What you are asked to do: Output the data below in full, character for character.

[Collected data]
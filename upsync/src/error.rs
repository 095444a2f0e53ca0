use std::{error, fmt, io, string::FromUtf8Error};

use camino::FromPathBufError;

/// The error type of the synchronization engine
#[derive(Debug, Clone)]
pub enum Error {
    /// A tree violates the file/directory exclusivity or the sibling
    /// name uniqueness. Indicates a bug in tree construction.
    Structure(String),
    Utf8(String),
    Io(String),
    /// A backend call failed.
    Provider {
        op: &'static str,
        path: String,
        msg: String,
    },
    /// The cache descriptor could not be read or parsed.
    Cache(String),
    Config(String),
    /// Some uploads of a batch failed.
    Upload {
        failed: usize,
        total: usize,
        first: String,
    },
    Other(String),
}

impl fmt::Display for Error {
    fn fmt(&self, f: &mut fmt::Formatter<'_>) -> fmt::Result {
        match self {
            Self::Structure(msg) => write!(f, "Invalid tree structure: {msg}"),
            Self::Utf8(msg) => write!(f, "Non UTF-8 string: {msg}"),
            Self::Io(msg) => write!(f, "IO error: {msg}"),
            Self::Provider { op, path, msg } if path.is_empty() => {
                write!(f, "{op} failed: {msg}")
            }
            Self::Provider { op, path, msg } => write!(f, "{op} '{path}' failed: {msg}"),
            Self::Cache(msg) => write!(f, "Cache error: {msg}"),
            Self::Config(msg) => write!(f, "Configuration error: {msg}"),
            Self::Upload {
                failed,
                total,
                first,
            } => write!(f, "{failed} of {total} uploads failed, first: {first}"),
            Self::Other(msg) => f.write_str(msg),
        }
    }
}

impl error::Error for Error {}

impl Error {
    /// Whether the error is a backend failure, as opposed to a local one.
    pub fn is_provider(&self) -> bool {
        matches!(self, Self::Provider { .. } | Self::Upload { .. })
    }
}

impl From<FromUtf8Error> for Error {
    fn from(value: FromUtf8Error) -> Self {
        Self::Utf8(String::from_utf8_lossy(&value.into_bytes()).to_string())
    }
}

impl From<FromPathBufError> for Error {
    fn from(value: FromPathBufError) -> Self {
        Self::Utf8(value.as_path().as_os_str().to_string_lossy().to_string())
    }
}

impl From<io::Error> for Error {
    fn from(value: io::Error) -> Self {
        Self::Io(value.to_string())
    }
}

impl From<serde_json::Error> for Error {
    fn from(value: serde_json::Error) -> Self {
        Self::Cache(value.to_string())
    }
}

impl From<glob::PatternError> for Error {
    fn from(value: glob::PatternError) -> Self {
        Self::Config(value.to_string())
    }
}

impl From<anyhow::Error> for Error {
    fn from(value: anyhow::Error) -> Self {
        Self::Other(value.to_string())
    }
}

impl From<String> for Error {
    fn from(value: String) -> Self {
        Self::Other(value)
    }
}

pub type Result<T> = std::result::Result<T, Error>;

#[macro_export]
macro_rules! io_bail {
    ($($t:tt)*) => {
        return ::core::result::Result::Err($crate::Error::Io(format!($($t)*)));
    };
}

#[macro_export]
macro_rules! structure_bail {
    ($($t:tt)*) => {
        return ::core::result::Result::Err($crate::Error::Structure(format!($($t)*)));
    };
}

#[macro_export]
macro_rules! config_bail {
    ($($t:tt)*) => {
        return ::core::result::Result::Err($crate::Error::Config(format!($($t)*)));
    };
}

#[macro_export]
macro_rules! other_bail {
    ($($t:tt)*) => {
        return ::core::result::Result::Err($crate::Error::Other(format!($($t)*)));
    };
}

#[macro_export]
macro_rules! io_error {
    ($($t:tt)*) => {
        $crate::Error::Io(format!($($t)*))
    };
}

#[macro_export]
macro_rules! provider_error {
    ($op:expr, $path:expr, $($t:tt)*) => {
        $crate::Error::Provider {
            op: $op,
            path: ::std::string::ToString::to_string(&$path),
            msg: format!($($t)*),
        }
    };
}

#[macro_export]
macro_rules! cache_error {
    ($($t:tt)*) => {
        $crate::Error::Cache(format!($($t)*))
    };
}

#[macro_export]
macro_rules! other_error {
    ($($t:tt)*) => {
        $crate::Error::Other(format!($($t)*))
    };
}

Problem solution:
filename upsync/src/error.rs
repository 095444a2f0e53ca0
use std::{error, fmt, io, string::FromUtf8Error};

use camino::FromPathBufError;

/// The error type of the synchronization engine
#[derive(Debug, Clone)]
pub enum Error {
    /// A tree violates the file/directory exclusivity or the sibling
    /// name uniqueness. Indicates a bug in tree construction.
    Structure(String),
    Utf8(String),
    Io(String),
    /// A backend call failed.
    Provider {
        op: &'static str,
        path: String,
        msg: String,
    },
    /// The cache descriptor could not be read or parsed.
    Cache(String),
    Config(String),
    /// Some uploads of a batch failed.
    Upload {
        failed: usize,
        total: usize,
        first: String,
    },
    Other(String),
}

impl fmt::Display for Error {
    fn fmt(&self, f: &mut fmt::Formatter<'_>) -> fmt::Result {
        match self {
            Self::Structure(msg) => write!(f, "Invalid tree structure: {msg}"),
            Self::Utf8(msg) => write!(f, "Non UTF-8 string: {msg}"),
            Self::Io(msg) => write!(f, "IO error: {msg}"),
            Self::Provider { op, path, msg } if path.is_empty() => {
                write!(f, "{op} failed: {msg}")
            }
            Self::Provider { op, path, msg } => write!(f, "{op} '{path}' failed: {msg}"),
            Self::Cache(msg) => write!(f, "Cache error: {msg}"),
            Self::Config(msg) => write!(f, "Configuration error: {msg}"),
            Self::Upload {
                failed,
                total,
                first,
            } => write!(f, "{failed} of {total} uploads failed, first: {first}"),
            Self::Other(msg) => f.write_str(msg),
        }
    }
}

impl error::Error for Error {}

impl Error {
    /// Whether the error is a backend failure, as opposed to a local one.
    pub fn is_provider(&self) -> bool {
        matches!(self, Self::Provider { .. } | Self::Upload { .. })
    }
}

impl From<FromUtf8Error> for Error {
    fn from(value: FromUtf8Error) -> Self {
        Self::Utf8(String::from_utf8_lossy(&value.into_bytes()).to_string())
    }
}

impl From<FromPathBufError> for Error {
    fn from(value: FromPathBufError) -> Self {
        Self::Utf8(value.as_path().as_os_str().to_string_lossy().to_string())
    }
}

impl From<io::Error> for Error {
    fn from(value: io::Error) -> Self {
        Self::Io(value.to_string())
    }
}

impl From<serde_json::Error> for Error {
    fn from(value: serde_json::Error) -> Self {
        Self::Cache(value.to_string())
    }
}

impl From<glob::PatternError> for Error {
    fn from(value: glob::PatternError) -> Self {
        Self::Config(value.to_string())
    }
}

impl From<anyhow::Error> for Error {
    fn from(value: anyhow::Error) -> Self {
        Self::Other(value.to_string())
    }
}

impl From<String> for Error {
    fn from(value: String) -> Self {
        Self::Other(value)
    }
}

pub type Result<T> = std::result::Result<T, Error>;

#[macro_export]
macro_rules! io_bail {
    ($($t:tt)*) => {
        return ::core::result::Result::Err($crate::Error::Io(format!($($t)*)));
    };
}

#[macro_export]
macro_rules! structure_bail {
    ($($t:tt)*) => {
        return ::core::result::Result::Err($crate::Error::Structure(format!($($t)*)));
    };
}

#[macro_export]
macro_rules! config_bail {
    ($($t:tt)*) => {
        return ::core::result::Result::Err($crate::Error::Config(format!($($t)*)));
    };
}

#[macro_export]
macro_rules! other_bail {
    ($($t:tt)*) => {
        return ::core::result::Result::Err($crate::Error::Other(format!($($t)*)));
    };
}

#[macro_export]
macro_rules! io_error {
    ($($t:tt)*) => {
        $crate::Error::Io(format!($($t)*))
    };
}

#[macro_export]
macro_rules! provider_error {
    ($op:expr, $path:expr, $($t:tt)*) => {
        $crate::Error::Provider {
            op: $op,
            path: ::std::string::ToString::to_string(&$path),
            msg: format!($($t)*),
        }
    };
}

#[macro_export]
macro_rules! cache_error {
    ($($t:tt)*) => {
        $crate::Error::Cache(format!($($t)*))
    };
}

#[macro_export]
macro_rules! other_error {
    ($($t:tt)*) => {
        $crate::Error::Other(format!($($t)*))
    };
}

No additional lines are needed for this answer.